Active Processes in Living and Nonliving Matter
Coordinators: Iain Couzin, M. Cristina Marchetti, Sriram Ramaswamy, Christoph Schmidt
Note We have now reached capacity for this conference. If you wish to be placed on the waiting list in the event of cancellations, please complete a registration form now, and we will automatically put you on the wait list when we receive it. Please do *not* pay the registration fee at this time.
If you have any questions about available space and the wait list please e-mail KITP Staff at kitpconf@kitp.ucsb.edu.
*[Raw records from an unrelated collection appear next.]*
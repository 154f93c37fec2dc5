//models.rs
use chrono::{DateTime, Local, NaiveDateTime, Utc};
use serde::{Deserialize, Deserializer, Serialize};

#[derive(Clone, Debug, PartialEq, Serialize, Deserialize)]
pub struct WorkoutEntry {
    #[serde(deserialize_with = "id_from_text_or_number")]
    pub id: String,
    pub name: String,
    #[serde(default, deserialize_with = "lenient_date")]
    pub date: Option<DateTime<Utc>>,
}

/// Insert payload for a backend that assigns the id itself.
#[derive(Clone, Debug, PartialEq, Serialize)]
pub struct NewWorkout {
    pub name: String,
    pub date: DateTime<Utc>,
}

impl NewWorkout {
    pub fn now(name: &str) -> Self {
        NewWorkout {
            name: name.to_string(),
            date: Utc::now(),
        }
    }
}

impl WorkoutEntry {
    pub fn display_date(&self) -> String {
        match self.date {
            Some(date) => format_local(DateTime::<Local>::from(date)),
            None => "No date provided".to_string(),
        }
    }
}

fn format_local(date: DateTime<Local>) -> String {
    date.format("%-m/%-d/%Y, %-I:%M:%S %p").to_string()
}

/// Accepts RFC 3339, or a timestamp without offset taken as UTC.
fn parse_date(raw: &str) -> Option<DateTime<Utc>> {
    if let Ok(date) = DateTime::parse_from_rfc3339(raw) {
        return Some(date.with_timezone(&Utc));
    }
    ["%Y-%m-%dT%H:%M:%S%.f", "%Y-%m-%d %H:%M:%S%.f"]
        .iter()
        .find_map(|fmt| NaiveDateTime::parse_from_str(raw, fmt).ok())
        .map(|naive| naive.and_utc())
}

// An unreadable date only loses the date, never the entry.
fn lenient_date<'de, D>(deserializer: D) -> Result<Option<DateTime<Utc>>, D::Error>
where
    D: Deserializer<'de>,
{
    let raw: Option<serde_json::Value> = Option::deserialize(deserializer)?;
    Ok(raw.as_ref().and_then(|v| v.as_str()).and_then(parse_date))
}

// Hosted tables commonly hand out bigint keys.
fn id_from_text_or_number<'de, D>(deserializer: D) -> Result<String, D::Error>
where
    D: Deserializer<'de>,
{
    #[derive(Deserialize)]
    #[serde(untagged)]
    enum RawId {
        Text(String),
        Number(i64),
    }

    Ok(match RawId::deserialize(deserializer)? {
        RawId::Text(s) => s,
        RawId::Number(n) => n.to_string(),
    })
}
use eframe::egui::{self, Id, Key, RichText, TextEdit, Ui};

const NAME_FIELD: &str = "workout-name";

/// Draws the name field and `Add` button. Returns the submitted name, leaving
/// the draft cleared.
pub fn show_input_form(ui: &mut Ui, draft: &mut String) -> Option<String> {
    let mut submitted = None;

    ui.vertical(|ui| {
        let field = ui.add(
            TextEdit::singleline(draft)
                .id(Id::new(NAME_FIELD))
                .hint_text("Workout name")
                .desired_width(f32::INFINITY),
        );
        let pressed_enter = field.lost_focus() && ui.input(|i| i.key_pressed(Key::Enter));
        let clicked = ui
            .add_sized(
                [ui.available_width(), 32.0],
                egui::Button::new(RichText::new("Add").strong()),
            )
            .clicked();

        if clicked || pressed_enter {
            submitted = Some(take_draft(draft));
        }
    });

    submitted
}

fn take_draft(draft: &mut String) -> String {
    std::mem::take(draft)
}
use tracing::info;

use crate::config::{BackendKind, Config};
use crate::error::Result;
use crate::models::{NewWorkout, WorkoutEntry};

mod local;
mod remote;

pub use local::LocalBackend;
pub use remote::RemoteBackend;

/// A place the workout sequence lives between sessions.
///
/// `insert` and `delete` run before memory changes, so a failure leaves the
/// in-memory sequence untouched. `sync` runs after every change with the full
/// sequence in its new order.
pub trait Backend {
    fn fetch_all(&mut self) -> Result<Vec<WorkoutEntry>>;
    fn insert(&mut self, new: NewWorkout) -> Result<WorkoutEntry>;
    fn delete(&mut self, id: &str) -> Result<()>;
    fn sync(&mut self, entries: &[WorkoutEntry]) -> Result<()>;
}

pub fn from_config(config: &Config) -> Box<dyn Backend> {
    match config.backend {
        BackendKind::Local => {
            let local = LocalBackend::new(&config.local.data_dir);
            info!("storing workouts in {}", local.path().display());
            Box::new(local)
        }
        BackendKind::Remote => {
            info!("storing workouts in table {} at {}", config.remote.table, config.remote.url);
            Box::new(RemoteBackend::new(&config.remote))
        }
    }
}

impl<B: Backend + ?Sized> Backend for Box<B> {
    fn fetch_all(&mut self) -> Result<Vec<WorkoutEntry>> {
        (**self).fetch_all()
    }

    fn insert(&mut self, new: NewWorkout) -> Result<WorkoutEntry> {
        (**self).insert(new)
    }

    fn delete(&mut self, id: &str) -> Result<()> {
        (**self).delete(id)
    }

    fn sync(&mut self, entries: &[WorkoutEntry]) -> Result<()> {
        (**self).sync(entries)
    }
}
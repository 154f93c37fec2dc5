use serde::Deserialize;
use std::path::{Path, PathBuf};

use crate::error::{Error, Result};

#[derive(Debug, Clone, Copy, PartialEq, Deserialize)]
#[serde(rename_all = "lowercase")]
pub enum BackendKind {
    Local,
    Remote,
}

#[derive(Debug, Clone, PartialEq, Deserialize)]
#[serde(default)]
pub struct LocalConfig {
    pub data_dir: PathBuf,
}

#[derive(Debug, Clone, PartialEq, Deserialize)]
pub struct RemoteConfig {
    #[serde(default)]
    pub url: String,
    #[serde(default)]
    pub anon_key: String,
    #[serde(default = "default_table")]
    pub table: String,
}

/// Settings read from `config.toml`, then overridden from the environment.
#[derive(Debug, Clone, PartialEq, Deserialize)]
pub struct Config {
    #[serde(default = "default_backend")]
    pub backend: BackendKind,
    #[serde(default)]
    pub local: LocalConfig,
    #[serde(default)]
    pub remote: RemoteConfig,
}

fn default_backend() -> BackendKind {
    BackendKind::Local
}

fn default_table() -> String {
    "workouts".to_string()
}

impl Default for LocalConfig {
    fn default() -> Self {
        let data_dir = dirs::data_dir()
            .map(|d| d.join("fitness-log"))
            .unwrap_or_else(|| PathBuf::from("data"));
        LocalConfig { data_dir }
    }
}

impl Default for RemoteConfig {
    fn default() -> Self {
        RemoteConfig {
            url: String::new(),
            anon_key: String::new(),
            table: default_table(),
        }
    }
}

impl Default for Config {
    fn default() -> Self {
        Config {
            backend: default_backend(),
            local: LocalConfig::default(),
            remote: RemoteConfig::default(),
        }
    }
}

impl Config {
    /// Load from `$FITNESS_LOG_CONFIG` or the platform config dir, then apply
    /// `FITNESS_LOG_*` environment overrides.
    pub fn load() -> Result<Self> {
        let path = std::env::var("FITNESS_LOG_CONFIG")
            .map(PathBuf::from)
            .ok()
            .or_else(Self::default_path);

        let config = match path {
            Some(path) => Self::load_from(&path)?,
            None => Self::default(),
        };
        config.with_overrides(|key| std::env::var(key).ok())
    }

    pub fn load_from(path: &Path) -> Result<Self> {
        if !path.exists() {
            return Ok(Self::default());
        }

        let content = std::fs::read_to_string(path)?;
        Self::parse(&content)
    }

    pub fn parse(content: &str) -> Result<Self> {
        Ok(toml::from_str(content)?)
    }

    pub fn default_path() -> Option<PathBuf> {
        dirs::config_dir().map(|d| d.join("fitness-log").join("config.toml"))
    }

    pub fn with_overrides<F>(mut self, var: F) -> Result<Self>
    where
        F: Fn(&str) -> Option<String>,
    {
        if let Some(kind) = var("FITNESS_LOG_BACKEND") {
            self.backend = match kind.to_lowercase().as_str() {
                "local" => BackendKind::Local,
                "remote" => BackendKind::Remote,
                other => return Err(Error::Config(format!("unknown backend: {}", other))),
            };
        }
        if let Some(dir) = var("FITNESS_LOG_DATA_DIR") {
            self.local.data_dir = PathBuf::from(dir);
        }
        if let Some(url) = var("FITNESS_LOG_REMOTE_URL") {
            self.remote.url = url;
        }
        if let Some(key) = var("FITNESS_LOG_REMOTE_KEY") {
            self.remote.anon_key = key;
        }

        if self.backend == BackendKind::Remote
            && (self.remote.url.is_empty() || self.remote.anon_key.is_empty())
        {
            return Err(Error::Config(
                "remote backend needs both url and anon_key".to_string(),
            ));
        }
        Ok(self)
    }
}
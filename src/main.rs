use eframe::{App, Frame, CreationContext, egui};
use egui::{Align, Layout, RichText};
use tracing::{error, info};
use tracing_subscriber::EnvFilter;

mod backend;
mod config;
mod error;
mod form;
mod list;
mod models;
mod store;
use backend::Backend;
use config::Config;
use list::ListAction;
use store::WorkoutStore;

fn main() -> Result<(), Box<dyn std::error::Error>> {
    tracing_subscriber::fmt()
        .with_env_filter(
            EnvFilter::try_from_default_env().unwrap_or_else(|_| EnvFilter::new("info")),
        )
        .init();

    let config = Config::load().map_err(|e| {
        error!("Error loading config: {}", e);
        e
    })?;
    info!("using {:?} backend", config.backend);
    let backend = backend::from_config(&config);

    let options = eframe::NativeOptions {
        viewport: egui::ViewportBuilder::default().with_inner_size([640.0, 800.0]),
        ..Default::default()
    };

    eframe::run_native(
        "My Fitness Tracker",
        options,
        Box::new(|cc| Ok(Box::new(FitnessApp::new(cc, backend)))),
    )?;
    Ok(())
}

struct FitnessApp {
    store: WorkoutStore<Box<dyn Backend>>,
    draft: String,
}

impl FitnessApp {
    fn new(cc: &CreationContext, backend: Box<dyn Backend>) -> Self {
        let mut style = (*cc.egui_ctx.style()).clone();
        style.text_styles.insert(
            egui::TextStyle::Body,
            egui::FontId::new(20.0, egui::FontFamily::Proportional),
        );
        style.text_styles.insert(
            egui::TextStyle::Button,
            egui::FontId::new(20.0, egui::FontFamily::Proportional),
        );
        style.text_styles.insert(
            egui::TextStyle::Heading,
            egui::FontId::new(32.0, egui::FontFamily::Proportional),
        );
        cc.egui_ctx.set_style(style);

        let mut store = WorkoutStore::new(backend);
        store.load();
        FitnessApp {
            store,
            draft: String::new(),
        }
    }
}

impl App for FitnessApp {
    fn update(&mut self, ctx: &egui::Context, _frame: &mut Frame) {
        egui::CentralPanel::default().show(ctx, |ui| {
            ui.with_layout(Layout::top_down_justified(Align::Min), |ui| {
                ui.add_space(10.0);
                ui.label(RichText::new("My Fitness Tracker").heading().strong());
                ui.add_space(10.0);

                if let Some(name) = form::show_input_form(ui, &mut self.draft) {
                    self.store.add(&name);
                }

                ui.add_space(20.0);

                match list::show_workout_list(ui, self.store.entries()) {
                    Some(ListAction::Remove(id)) => self.store.remove(&id),
                    Some(ListAction::Reorder { from, to }) => self.store.reorder(from, to),
                    None => {}
                }
            });
        });
    }
}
Active processes in both living and non-living matter create a novel class of nonequilibrium materials composed of many interacting units that individually consume energy and collectively generate motion or mechanical stresses. Active systems span an enormous range of length scales, from the cytoskeleton of individual living cells, to tissues and organisms, to animal groups such as bird flocks, fish schools and insect swarms. These disparate systems exhibit a number of common mesoscopic to large-scale phenomena, including swarming, non-equilibrium disorder-order transitions, mesoscopic patterns, anomalous fluctuations and surprising mechanical properties. Experiments in this field are now developing at a rapid pace and new theoretical ideas are needed to identify "universal" behavior in this broad class of internally driven systems.
This conference will be embedded in and will complement the KITP Program on "Active Matter: Cytoskeleton, Cells, Tissues and Flocks". The conference will bring together leading researchers from the broad area of active matter, including theoretical and experimental physicists, biologists, chemists, engineers and applied mathematicians. It will provide a survey of the state of progress in this young field and identify areas for future breakthroughs. Themes covered will include: dynamics of bacterial suspension, collective cell migration, active colloids, granular particles monolayers, cytoskeleton, and collective animal behavior, among others. One of the goals of the Conference, as well as of the full Program, is to generate new ideas for universal descriptions of the phenomena observed in such diverse active systems.